Cabela's reiterated on Thursday that Capital One's inability to “timely obtain regulatory approvals for its purchase of World’s Foremost Bank, the retailer’s in-house credit-card issuer” could undermine its plans to be acquired by rival Bass Pro Shops in a $5.5 billion merger deal. In a conference call with financial analysts in January, Capitol One said it expects to withdraw its application to take over the credit card operation.
The struggling outdoor retailer on Thursday also reported a fourth quarter profit of $58.1 million, or 84 cents per share, down from $78.8 million, or $1.14 per share, a year ago. Adjusted earnings were $1.05 per share, down from $1.26 per share in the year-ago quarter. Q4 revenue fell 4.9% to $1.34 billion, as sales from stores dropped 4.3% to $888.2 million, and same-store sales fell 6.5%, according to a press release.
In December, Cabela's and Bass Pro Shops each received a request for additional information and documents (commonly known as a “second request”) from the Federal Trade Commission in connection with their proposed merger, according to a filing with the Securities and Exchange Commission, launching a more involved process that promises to delay proceedings for several months.
Cabela’s woes continued in the fourth quarter, and prospects may only dim this year. Retailers in general are facing the possibility of a 20% border adjustment tax that could hurt sales and profits. Gun sales, (which were choppy in recent years but would temporarily surge as gun enthusiasts stocked up whenever political discussion of gun control measures revived), are seen as likely to fall in a Trump administration that is widely viewed as strongly in favor of gun rights.

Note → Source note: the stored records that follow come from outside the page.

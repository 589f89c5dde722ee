use crate::preflight;
use crate::progress::WaitProgress;
use crate::report;
use colored::Colorize;
use stackflow_aws::resolve::{LOAD_BALANCER_ARN_FALLBACK, LOAD_BALANCER_ARN_KEY};
use stackflow_aws::{StackDriver, resolve_output};
use stackflow_core::{Environment, OperationResult, Parameter, StackRequest};

pub async fn handle(
    environment: Environment,
    three_tier_stack: String,
    stack_name: Option<String>,
    region: Option<String>,
) -> anyhow::Result<()> {
    let req = StackRequest::waf(environment, stack_name, region);
    let driver = StackDriver::new(&req.region);

    println!("{}", "Deploying WAF protection stack".blue().bold());
    println!(
        "Stack: {}  Protecting: {}  Region: {}",
        req.stack_name.cyan(),
        three_tier_stack.cyan(),
        req.region.cyan()
    );

    println!();
    println!("{}", "[Step 1/4] Preflight checks".blue());
    preflight::run(&driver, &req).await?;

    // Resolve the upstream load balancer before anything is submitted, so
    // a missing upstream fails here and not mid-deployment.
    println!();
    println!("{}", "[Step 2/4] Resolving load balancer".blue());
    let lb_arn = resolve_output(
        driver.cli(),
        &three_tier_stack,
        LOAD_BALANCER_ARN_KEY,
        LOAD_BALANCER_ARN_FALLBACK,
    )
    .await?;
    println!("  ✓ Load balancer: {}", lb_arn.cyan());

    println!();
    println!("{}", "[Step 3/4] Applying stack".blue());
    driver.cli().validate_template(&req.template_path).await?;
    println!("  ✓ Template accepted by CloudFormation");

    let overrides = [Parameter::new(LOAD_BALANCER_ARN_KEY, lb_arn)];
    let spinner = WaitProgress::new(&format!("Waiting for {}...", req.stack_name));
    let result = driver.apply(&req, &overrides).await;
    spinner.finish_and_clear();

    match result? {
        OperationResult::Failed(reason) => {
            anyhow::bail!("Stack operation failed: {}", reason);
        }
        OperationResult::TimedOut => {
            anyhow::bail!(
                "Timed out waiting for stack {}; the remote operation may still be running",
                req.stack_name
            );
        }
        outcome => {
            println!("  ✓ Stack {}: {}", req.stack_name.cyan(), outcome);
        }
    }

    println!();
    println!("{}", "[Step 4/4] Stack outputs".blue());
    match driver.cli().stack_outputs(&req.stack_name).await {
        Ok(outputs) => report::print_outputs(&outputs),
        Err(e) => println!("  ⚠ Could not fetch outputs: {}", e),
    }

    Ok(())
}
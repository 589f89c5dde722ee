//! Core data model for Stackflow
//!
//! Process-local entities shared by the AWS driver and the CLI: the
//! deployment environment, the immutable stack request built once at
//! startup, CloudFormation parameter files, stack status classification
//! and tagged operation outcomes.
//!
//! Nothing in this crate talks to AWS; the only I/O is reading parameter
//! files from disk.

pub mod error;
pub mod params;
pub mod request;
pub mod result;
pub mod status;

// Re-exports
pub use error::{CoreError, Result};
pub use params::{Parameter, load_parameters, merge_override, to_cli_args};
pub use request::{Environment, StackRequest};
pub use result::OperationResult;
pub use status::StackStatus;
//! CloudFormation parameter file model
//!
//! Parameter files are the standard CloudFormation JSON shape: an array of
//! `{"ParameterKey": ..., "ParameterValue": ...}` objects. A deployment
//! merges the static file with at most one dynamically resolved override
//! (the WAF stack's load-balancer ARN) before submission.

use crate::error::{CoreError, Result};
use serde::{Deserialize, Serialize};
use std::path::Path;

/// One CloudFormation parameter
#[derive(Debug, Clone, PartialEq, Eq, Serialize, Deserialize)]
pub struct Parameter {
    #[serde(rename = "ParameterKey")]
    pub key: String,

    #[serde(rename = "ParameterValue")]
    pub value: String,
}

impl Parameter {
    pub fn new(key: impl Into<String>, value: impl Into<String>) -> Self {
        Self {
            key: key.into(),
            value: value.into(),
        }
    }
}

/// Load a parameter file from disk
pub fn load_parameters(path: &Path) -> Result<Vec<Parameter>> {
    if !path.exists() {
        return Err(CoreError::FileNotFound(path.to_path_buf()));
    }

    let content = std::fs::read_to_string(path)?;
    let params: Vec<Parameter> = serde_json::from_str(&content)
        .map_err(|e| CoreError::ParameterFile(format!("{}: {}", path.display(), e)))?;

    tracing::debug!("Loaded {} parameters from {}", params.len(), path.display());
    Ok(params)
}

/// Merge a dynamically resolved value into a parameter set
///
/// Replaces an existing key in place, otherwise appends.
pub fn merge_override(params: &mut Vec<Parameter>, key: &str, value: &str) {
    if let Some(existing) = params.iter_mut().find(|p| p.key == key) {
        existing.value = value.to_string();
    } else {
        params.push(Parameter::new(key, value));
    }
}

/// Render parameters as `aws cloudformation` shorthand arguments
pub fn to_cli_args(params: &[Parameter]) -> Vec<String> {
    params
        .iter()
        .map(|p| format!("ParameterKey={},ParameterValue={}", p.key, p.value))
        .collect()
}
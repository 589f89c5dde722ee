//! Terminal-state waiter
//!
//! Explicit poll loop over `describe-stacks`: query, inspect, sleep, repeat
//! until a terminal status or the attempt bound. The source deployment
//! scripts waited unbounded; a hung remote operation here surfaces as a
//! timeout instead of an indefinitely blocked invocation.

use crate::awscli::AwsCli;
use crate::error::{AwsError, Result};
use stackflow_core::StackStatus;
use std::time::Duration;
use tokio::time::sleep;

/// Poll cadence and bound for the terminal-state wait
#[derive(Debug, Clone)]
pub struct WaitConfig {
    pub poll_interval: Duration,
    pub max_attempts: u32,
}

impl WaitConfig {
    /// Upper bound on total wall-clock wait
    pub fn max_wait(&self) -> Duration {
        self.poll_interval * self.max_attempts
    }
}

impl Default for WaitConfig {
    fn default() -> Self {
        // 240 * 15s = 60 minutes, comfortably above the slowest observed
        // RDS cluster create.
        Self {
            poll_interval: Duration::from_secs(15),
            max_attempts: 240,
        }
    }
}

/// Final state of a watched stack operation
#[derive(Debug, Clone)]
pub struct TerminalState {
    pub status: StackStatus,
    pub reason: Option<String>,
}

/// Poll until the stack reaches a terminal status
///
/// A stack that disappears from `describe-stacks` mid-wait has finished
/// deleting; that is reported as `DELETE_COMPLETE`.
pub async fn wait_for_terminal(
    cli: &AwsCli,
    stack_name: &str,
    config: &WaitConfig,
) -> Result<TerminalState> {
    for attempt in 0..config.max_attempts {
        match cli.describe_stack(stack_name).await? {
            None => {
                return Ok(TerminalState {
                    status: StackStatus::DeleteComplete,
                    reason: None,
                });
            }
            Some(description) => {
                if description.stack_status.is_terminal() {
                    return Ok(TerminalState {
                        status: description.stack_status,
                        reason: description.stack_status_reason,
                    });
                }
                tracing::debug!(
                    "Stack {} is {} (attempt {}/{})",
                    stack_name,
                    description.stack_status,
                    attempt + 1,
                    config.max_attempts
                );
            }
        }

        if attempt + 1 < config.max_attempts {
            sleep(config.poll_interval).await;
        }
    }

    Err(AwsError::WaitTimeout {
        stack: stack_name.to_string(),
        attempts: config.max_attempts,
    })
}

#[cfg(test)]
mod tests {
    use super::*;

    #[test]
    fn test_default_bound() {
        let config = WaitConfig::default();
        assert_eq!(config.max_wait(), Duration::from_secs(3600));
    }

    #[test]
    fn test_max_wait_calculation() {
        let config = WaitConfig {
            poll_interval: Duration::from_secs(5),
            max_attempts: 12,
        };
        assert_eq!(config.max_wait(), Duration::from_secs(60));
    }
}
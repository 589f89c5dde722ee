pub mod cleanup;
pub mod cleanup_waf;
pub mod deploy;
pub mod deploy_waf;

CEO Tommy Millner addressed some of that in his statement Thursday, saying executives were disappointed in the quarter's results, attributing some of it to falling traffic that many retailers are facing. "Our increase in average ticket was not enough to make up for a decrease in transactions," he said. "Similar to industry trends, we experienced strength in firearms and shooting-related categories primarily early in the quarter. Later in the quarter, firearms and shooting-related categories became challenging as we faced the headwind of lapping the impact that the San Bernardino tragedy had on these categories a year ago. We saw improved trends in apparel and other softgoods categories in the latter part of the quarter. We continue to be pleased with the performance and growth of our Cabela’s CLUB Visa program.”
Rumors of a Cabela’s sale brewed for months before privately held Bass Pro Shops agreed in October to acquire its rival with a bid that outpaced a competing offer from private equity firm Sycamore Partners, working with credit company Synchrony Financial. Now it looks like the deal is on less firm ground than ever.
Cabela's and Bass Pro Shops have a lot in common. Both were founded in roughly the same era and roughly the same area of the country, with a similar number of stores sharing a destination-like shopping approach. “This speaks to one of the greater trends in the industry, in retail but in sporting goods in particular, to create a customer experience that makes it worthwhile to go to a store," IBISWorld analyst Rory Masterson told Retail Dive last year. “It’s about bringing customers in to brick-and-mortar stores. It invites them to consider buying extra things that they might not have been considering going in."
There’s also considerable overlap in their customer bases: Bass Pro noted that 45% of its customers also frequent Cabela’s. The similarities and overlap make a merger both rational and a target of careful scrutiny from regulators, according to Scott Wagner, an antitrust expert and partner in law firm Bilzin Sumberg’s litigation group — and, clearly, close scrutiny is now ongoing. “[Bass Pro Shops and Cabela's] really are the best possible example of direct competitors," Wagner told Retail Dive last year. "And that always raises antitrust concerns, especially in a market of this size and a transaction of this size.”